Responding To digital Disruption The Woolworths Way

Female store cell phone close-up

While disruption presents significant opportunities for Australian businesses, the biggest risk facing leaders and executives is not to take any action at all.

It’s now a fact: ignoring the wave of digital disruption will result in the loss of customers, and ultimately result in business failure of extinction.

Business leaders only have to look at the demise of big brands like Nokia, Video Ezy and Kodak who are on the brink of extinction due to a lack of innovation, to see the threats of disruption are very real.

According to Ryan Fahy, CTO at Woolworths there are a number of implications for large organisations if they don’t formulate a strategy about how to respond to digital disruption.
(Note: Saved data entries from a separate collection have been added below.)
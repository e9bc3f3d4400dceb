//! Customer Resolver (C7, §4.7).
//!
//! Extracts an opaque customer id from a provider webhook's embedded
//! customer object, falling back through phone lookup and finally email.

use async_trait::async_trait;
use serde_json::Value;

use crate::error::AnalyticsError;

/// External identity service consulted when no stable id is embedded in
/// the webhook and only a phone number is available (§4.7). An external
/// collaborator (§1).
#[async_trait]
pub trait PhoneLookup: Send + Sync {
    async fn lookup(&self, e164_phone: &str) -> Result<Option<String>, AnalyticsError>;
}

/// Normalize a phone number to E.164 (§4.7): strip non-digits (keeping a
/// leading `+`), then prepend a country code by digit count.
pub fn normalize_phone(raw: &str) -> String {
    let has_plus = raw.trim_start().starts_with('+');
    let digits: String = raw.chars().filter(|c| c.is_ascii_digit()).collect();

    if has_plus {
        return format!("+{digits}");
    }
    match digits.len() {
        10 => format!("+1{digits}"),
        11 if digits.starts_with('1') => format!("+{digits}"),
        _ => format!("+{digits}"),
    }
}

/// A `PhoneLookup` for deployments with no phone-to-customer directory
/// configured; every lookup falls through to the email rung (§4.7).
pub struct NoopPhoneLookup;

#[async_trait]
impl PhoneLookup for NoopPhoneLookup {
    async fn lookup(&self, _e164_phone: &str) -> Result<Option<String>, AnalyticsError> {
        Ok(None)
    }
}

/// Resolve an opaque customer id from the raw `customer` object embedded
/// in a webhook, trying each extraction rung in order (§4.7):
/// `external_id` -> `shopify_customer_id` -> integrations-embedded Shopify
/// id -> provider's internal id -> phone lookup -> email.
pub async fn resolve_customer_id(
    customer: &Value,
    phone_lookup: &dyn PhoneLookup,
) -> Result<String, AnalyticsError> {
    if let Some(id) = customer.get("external_id").and_then(Value::as_str) {
        if !id.is_empty() {
            return Ok(id.to_string());
        }
    }

    if let Some(id) = customer.get("shopify_customer_id").and_then(Value::as_str) {
        if !id.is_empty() {
            return Ok(id.to_string());
        }
    }

    if let Some(id) = customer
        .get("integrations")
        .and_then(|v| v.get("shopify"))
        .and_then(|v| v.get("customer_id"))
        .and_then(Value::as_str)
    {
        if !id.is_empty() {
            return Ok(id.to_string());
        }
    }

    if let Some(id) = customer.get("id").and_then(|v| {
        v.as_str().map(str::to_string).or_else(|| v.as_i64().map(|n| n.to_string()))
    }) {
        if !id.is_empty() {
            return Ok(id);
        }
    }

    if let Some(phone) = customer.get("phone").and_then(Value::as_str) {
        if !phone.is_empty() {
            let normalized = normalize_phone(phone);
            if let Some(id) = phone_lookup.lookup(&normalized).await? {
                return Ok(id);
            }
        }
    }

    if let Some(email) = customer.get("email").and_then(Value::as_str) {
        if !email.is_empty() {
            return Ok(email.to_string());
        }
    }

    Err(AnalyticsError::Unidentified)
}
“The risk is there’s a competitor out there who we don’t know about, who has a good idea that will hurt our business.

“If we don’t respond to it, or we respond to it too slowly, they would have already made huge inroads into the sector and potentially have started taking customers away from us,” he said.
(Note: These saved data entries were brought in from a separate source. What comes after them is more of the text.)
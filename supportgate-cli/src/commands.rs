//! CLI subcommand handlers: thin HTTP calls against the gateway's admin
//! surface, printed as pretty JSON the way an operator would want to paste
//! into a ticket or runbook.

use serde_json::{json, Value};
use uuid::Uuid;

use crate::TenantAction;

pub struct AdminClient {
    base_url: String,
    admin_key: String,
    http: reqwest::Client,
}

impl AdminClient {
    pub fn new(base_url: String, admin_key: String) -> Self {
        Self { base_url, admin_key, http: reqwest::Client::new() }
    }

    async fn get(&self, path: &str) -> anyhow::Result<Value> {
        tracing::debug!(path, "GET gateway admin endpoint");
        let response = self
            .http
            .get(format!("{}{path}", self.base_url))
            .header("X-Admin-Key", &self.admin_key)
            .send()
            .await?;
        respond(response).await
    }

    async fn post(&self, path: &str, body: Value) -> anyhow::Result<Value> {
        tracing::debug!(path, "POST gateway admin endpoint");
        let response = self
            .http
            .post(format!("{}{path}", self.base_url))
            .header("X-Admin-Key", &self.admin_key)
            .json(&body)
            .send()
            .await?;
        respond(response).await
    }

    async fn patch(&self, path: &str, body: Value) -> anyhow::Result<Value> {
        tracing::debug!(path, "PATCH gateway admin endpoint");
        let response = self
            .http
            .patch(format!("{}{path}", self.base_url))
            .header("X-Admin-Key", &self.admin_key)
            .json(&body)
            .send()
            .await?;
        respond(response).await
    }
}

async fn respond(response: reqwest::Response) -> anyhow::Result<Value> {
    let status = response.status();
    let body: Value = response.json().await.unwrap_or(Value::Null);
    if status.is_success() {
        Ok(body)
    } else {
        tracing::warn!(%status, "gateway admin endpoint returned an error");
        anyhow::bail!("gateway returned {status}: {body}")
    }
}

pub async fn handle_tenant(client: &AdminClient, action: TenantAction) -> anyhow::Result<()> {
    match action {
        TenantAction::Create { slug, name, crm_provider, webhook_secret, api_key, environment } => {
            let body = json!({
                "slug": slug,
                "name": name,
                "crm_provider": crm_provider,
                "crm_config": { "webhook_secret": webhook_secret },
                "api_key": api_key,
                "environment": environment,
            });
            let tenant = client.post("/api/admin/tenants", body).await?;
            println!("{}", serde_json::to_string_pretty(&tenant)?);
            Ok(())
        }
        TenantAction::List => {
            let tenants = client.get("/api/admin/tenants").await?;
            println!("{}", serde_json::to_string_pretty(&tenants)?);
            Ok(())
        }
        TenantAction::RotateCrmConfig { tenant_id, webhook_secret } => {
            handle_rotate_crm_config(client, tenant_id, webhook_secret).await
        }
    }
}

async fn handle_rotate_crm_config(client: &AdminClient, tenant_id: Uuid, webhook_secret: String) -> anyhow::Result<()> {
    let body = json!({ "crm_config": { "webhook_secret": webhook_secret } });
    let tenant = client.patch(&format!("/api/admin/tenants/{tenant_id}/crm-config"), body).await?;
    println!("{}", serde_json::to_string_pretty(&tenant)?);
    Ok(())
}

pub async fn handle_counters(client: &AdminClient) -> anyhow::Result<()> {
    let counters = client.get("/api/admin/counters").await?;
    println!("{}", serde_json::to_string_pretty(&counters)?);
    Ok(())
}

#[cfg(test)]
mod tests {
    use super::*;

    #[test]
    fn test_admin_client_builds_urls_from_base() {
        let client = AdminClient::new("http://localhost:9000".to_string(), "k".to_string());
        assert_eq!(client.base_url, "http://localhost:9000");
    }
}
So what steps is the retail giant Woolworths taking to tackle the threats associated with digital disruption, as well as to take advantage of the opportunities it can provide?

Fahy said there are a number of elements of Woolworths’ digital strategy and a number of methods are required to overcome the challenges the business has faced on the road to digital transformation.

The challenge: innovating in a large organisation

Woolworths is a large and complex organisation, whose customers rely on being provided with high-quality products.

And as to be expected in a large organisation, there are a huge number of processes and people involved in delivering high quality service and products to customers Australia-wide.

Fahy said it has been these processes, and the fact that Woolworths is such a big organisation, which has been their biggest limitation in terms of innovating.

“Innovation requires a business to move and respond quickly. This is something that has been a big challenge for us.

“It’s forced change across the board, because moving quickly means that different parts of our organisation need to interact and talk to each other, when traditionally in the past they would not,” he said.

Fahy believes responding to digital disruption is about taking risks and accepting that failure may be involved.

This can be somewhat daunting for a large business like Woolworths, with numerous internal systems and processes.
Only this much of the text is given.